Dollar gets global beating as stimulus, Brexit boost risk appetite

LONDON (Reuters) – The dollar fell to its lowest in over two years against major currencies on Thursday after the Federal Reserve stuck to its current policy guns while hopes for more U.S. stimulus and a post-Brexit trade deal boosted appetite for riskier currencies.

FILE PHOTO: A picture illustration shows U.S. 100 dollar bank notes taken in Tokyo August 2, 2011. REUTERS/Yuriko Nakao/File Photo

Congressional negotiators were closing in on a $900 billion COVID-19 aid bill in the United States, according to lawmakers and aides, boosting stock markets across the globe.

The dollar index continued to retreat during morning trading in Europe, falling at one point to a new low of 89.867 against a basket of currencies after breaking below 90 for the first time since April 2018.

“While we expect stocks to benefit further from positive news on vaccine rollouts and U.S. fiscal support, the same cannot be said for the U.S. dollar”, said Mark Haefele, chief investment officer at UBS GWM.

“Safe-haven demand for the dollar is being eroded by a broadening global recovery.”

The Federal Reserve on Wednesday said it would keep funnelling cash into financial markets until the U.S. economic recovery is secure. The promise of long-term help fell short of some investors’ hopes of an immediate move.

The dollar index rose after the Fed’s announcement, but the respite was short-lived.

Meanwhile, optimism the European Union and the UK will finally reach a post-Brexit trade deal boosted the pound, which rose to $1.3615, its highest level since May 2018.

EU Brexit negotiator Michel Barnier reported “good progress” in the talks but cautioned “last stumbling blocks” stood in the way of sealing a new trade pact.

The pound didn’t make any significant moves and kept trading above $1.36 after the Bank of England kept its stimulus programme unchanged as it awaited for the outcome of the Brexit trade talks.

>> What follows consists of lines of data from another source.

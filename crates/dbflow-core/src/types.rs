//! Core types for dbflow-core.
//!
//! This module defines the data structures shared across the pipeline: the
//! raw [`RawLogRow`] handed over by a log source, the [`NormalizedEntry`]
//! produced from it, and the [`Edge`]s that make up a [`Graph`].

use serde::{Deserialize, Serialize};

/// One SQL-call log record as fetched from the log store.
///
/// Every field is optional. Sources fill what they can find in the document;
/// the adapter decides which gaps are defaulted and which make the row unusable.
#[derive(Debug, Clone, Default, PartialEq)]
pub struct RawLogRow {
    /// Log message, usually the SQL text behind an `SQL ` prefix.
    pub message: Option<String>,
    /// Database name the query was sent to (before aliasing).
    pub database: Option<String>,
    /// Method that issued the query.
    pub method: Option<String>,
    /// Time the query was logged.
    pub timestamp: Option<chrono::DateTime<chrono::Utc>>,
}

/// A log row reduced to what identifies a query shape and its caller.
#[derive(Debug, Clone, PartialEq, Eq, Hash)]
pub struct NormalizedEntry {
    /// Database name after aliasing.
    pub database: String,
    /// Canonical query shape, `None` when the row carried no usable SQL.
    pub canonical_query: Option<String>,
    /// Emitting context, e.g. `php:Wikia\Search::query`.
    pub context: String,
}

/// One directed, labelled relationship between a call-site and a table.
#[derive(Debug, Clone, PartialEq, Eq, Serialize, Deserialize)]
pub struct Edge {
    pub source: String,
    pub edge_label: String,
    pub target: String,
    pub metadata: String,
}

/// Edges in the order their groups were reduced.
///
/// Edges are never merged, so two groups that resolve to the same endpoints
/// produce two edges.
#[derive(Debug, Clone, Default, PartialEq, Eq, Serialize)]
#[serde(transparent)]
pub struct Graph {
    edges: Vec<Edge>,
}

impl Graph {
    pub fn new() -> Self {
        Self::default()
    }

    pub fn push(&mut self, edge: Edge) {
        self.edges.push(edge);
    }

    pub fn edges(&self) -> &[Edge] {
        &self.edges
    }

    pub fn iter(&self) -> std::slice::Iter<'_, Edge> {
        self.edges.iter()
    }

    pub fn len(&self) -> usize {
        self.edges.len()
    }

    pub fn is_empty(&self) -> bool {
        self.edges.is_empty()
    }
}

impl From<Vec<Edge>> for Graph {
    fn from(edges: Vec<Edge>) -> Self {
        Self { edges }
    }
}

impl FromIterator<Edge> for Graph {
    fn from_iter<I: IntoIterator<Item = Edge>>(iter: I) -> Self {
        Self {
            edges: iter.into_iter().collect(),
        }
    }
}

impl IntoIterator for Graph {
    type Item = Edge;
    type IntoIter = std::vec::IntoIter<Edge>;

    fn into_iter(self) -> Self::IntoIter {
        self.edges.into_iter()
    }
}

impl<'a> IntoIterator for &'a Graph {
    type Item = &'a Edge;
    type IntoIter = std::slice::Iter<'a, Edge>;

    fn into_iter(self) -> Self::IntoIter {
        self.edges.iter()
    }
}

/// Statement kind of an SQL text: its first whitespace-delimited token, uppercased.
///
/// Returns an empty string for blank input.
pub fn statement_kind(sql: &str) -> String {
    sql.split_whitespace()
        .next()
        .map(str::to_uppercase)
        .unwrap_or_default()
}
use std::io::Write;
use std::path::PathBuf;

use chrono::{DateTime, Utc};
use clap::Parser;
use dbflow::flow::{self, FlowOptions};
use dbflow_core::config::Config;
use dbflow_core::export::{self, OutputFormat};
use dbflow_core::{AdapterOptions, LogAdapter};
use dbflow_feeds::{FetchWindow, FileSource, RowFilter, StdinSource};

#[derive(Parser)]
#[command(
    name = "dbflow",
    about = "Build a database flow graph (code ⇄ tables) from SQL call logs"
)]
struct Cli {
    /// JSON-lines log export to read. Reads stdin when omitted or `-`.
    #[arg(long, short)]
    input: Option<PathBuf>,

    /// Config file (default: ~/.config/dbflow/config.toml).
    #[arg(long)]
    config: Option<PathBuf>,

    /// Observation window in seconds.
    #[arg(long)]
    period: Option<u64>,

    /// Maximum number of log rows to read.
    #[arg(long)]
    limit: Option<usize>,

    /// End of the observation window (RFC 3339). Defaults to now.
    #[arg(long)]
    until: Option<DateTime<Utc>>,

    /// Directory the graph files are written to.
    #[arg(long)]
    output_dir: Option<PathBuf>,

    /// Output format; repeat for several.
    #[arg(long = "format", value_enum)]
    formats: Vec<OutputFormat>,

    /// Print the rendered graph to stdout instead of writing files.
    #[arg(long)]
    stdout: bool,

    /// Log at debug level.
    #[arg(long)]
    debug: bool,

    /// Write logs to this file instead of stderr.
    #[arg(long)]
    log_file: Option<PathBuf>,
}

#[tokio::main]
async fn main() -> anyhow::Result<()> {
    let cli = Cli::parse();
    init_tracing(&cli)?;

    let mut config = match &cli.config {
        Some(path) => Config::load_from(path)?,
        None => Config::load().unwrap_or_else(|e| {
            tracing::warn!(error = %e, "falling back to built-in config");
            Config::defaults()
        }),
    };
    apply_overrides(&mut config, &cli);

    let period = config.period()?;
    let window = FetchWindow {
        period,
        limit: config.window.limit,
        until: cli.until.unwrap_or_else(Utc::now),
    };
    let options = FlowOptions {
        window,
        filter: RowFilter::new(config.required_field()),
        adapter: LogAdapter::new(AdapterOptions::from(&config.adapter)),
    };

    let graph = match cli.input.as_deref() {
        Some(path) if path.as_os_str() != "-" => {
            flow::get_flow(&mut FileSource::new(path), &options).await?
        }
        _ => flow::get_flow(&mut StdinSource::new(), &options).await?,
    };
    tracing::info!(edges = graph.len(), "graph built");

    if cli.stdout {
        let mut out = std::io::stdout().lock();
        for &format in &config.output.formats {
            out.write_all(export::render(&graph, format)?.as_bytes())?;
        }
    } else {
        let written = flow::write_outputs(
            &graph,
            &config.output.dir,
            &config.output.basename,
            &config.output.formats,
        )?;
        for path in written {
            tracing::info!(path = %path.display(), "written");
        }
    }

    tracing::info!("Done");
    Ok(())
}

fn apply_overrides(config: &mut Config, cli: &Cli) {
    if let Some(period) = cli.period {
        config.window.period_secs = period;
    }
    if let Some(limit) = cli.limit {
        config.window.limit = limit;
    }
    if let Some(dir) = &cli.output_dir {
        config.output.dir = dir.clone();
    }
    if !cli.formats.is_empty() {
        config.output.formats = cli.formats.clone();
    }
}

fn init_tracing(cli: &Cli) -> anyhow::Result<()> {
    let default_level = if cli.debug { "debug" } else { "info" };
    let filter = tracing_subscriber::EnvFilter::try_from_env("RUST_LOG")
        .unwrap_or_else(|_| tracing_subscriber::EnvFilter::new(default_level));

    match &cli.log_file {
        Some(path) => {
            let file = std::fs::OpenOptions::new()
                .create(true)
                .append(true)
                .open(path)?;
            tracing_subscriber::fmt()
                .with_writer(std::sync::Mutex::new(file))
                .with_ansi(false)
                .with_env_filter(filter)
                .init();
        }
        None => {
            tracing_subscriber::fmt()
                .with_writer(std::io::stderr)
                .with_env_filter(filter)
                .init();
        }
    }
    Ok(())
}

The euro traded as high as $1.2244, its highest since April 2018, before giving up some of its gains.

BITCOIN CROSSES $23,000

The Swiss franc also gained against the dollar and hit a six-year high of $0.8823 after the Swiss National Bank stuck to its readiness to intervene in currency markets despite being labelled a currency manipulator by the United States.

The U.S. Treasury said that through June 2020 both Switzerland and Vietnam had intervened in currency markets to prevent effective balance of payments adjustments.

Analysts expect the SNB to remain undeterred by U.S. pressure and plough ahead with currency purchases.

“An independent central bank should not have to justify its monetary policy decision,” said Karsten Junius, chief economist at J.Safra Sarasin.

Norway’s currency, the crown, also strengthened to a 17-month high against the dollar, up over 1% after the country’s central bank kept its policy interest rate at zero percent but warned that a rate increase may come earlier than it had expected.

But it was not only European currencies which hammered the greenback.

The Australian dollar touched 0.7639 U.S. cents, the highest since June 2018 while the dollar slid to 103.04 yen, it’s lowest level since March.

China’s onshore yuan traded at 6.5333 per dollar and its offshore counterpart handed at 6.5124, both close to mid-2018 highs.

Also, Bitcoin set yet again a new record high on Thursday, rising briefly over $23,000 just a day after passing the $20,000 milestone for the first time.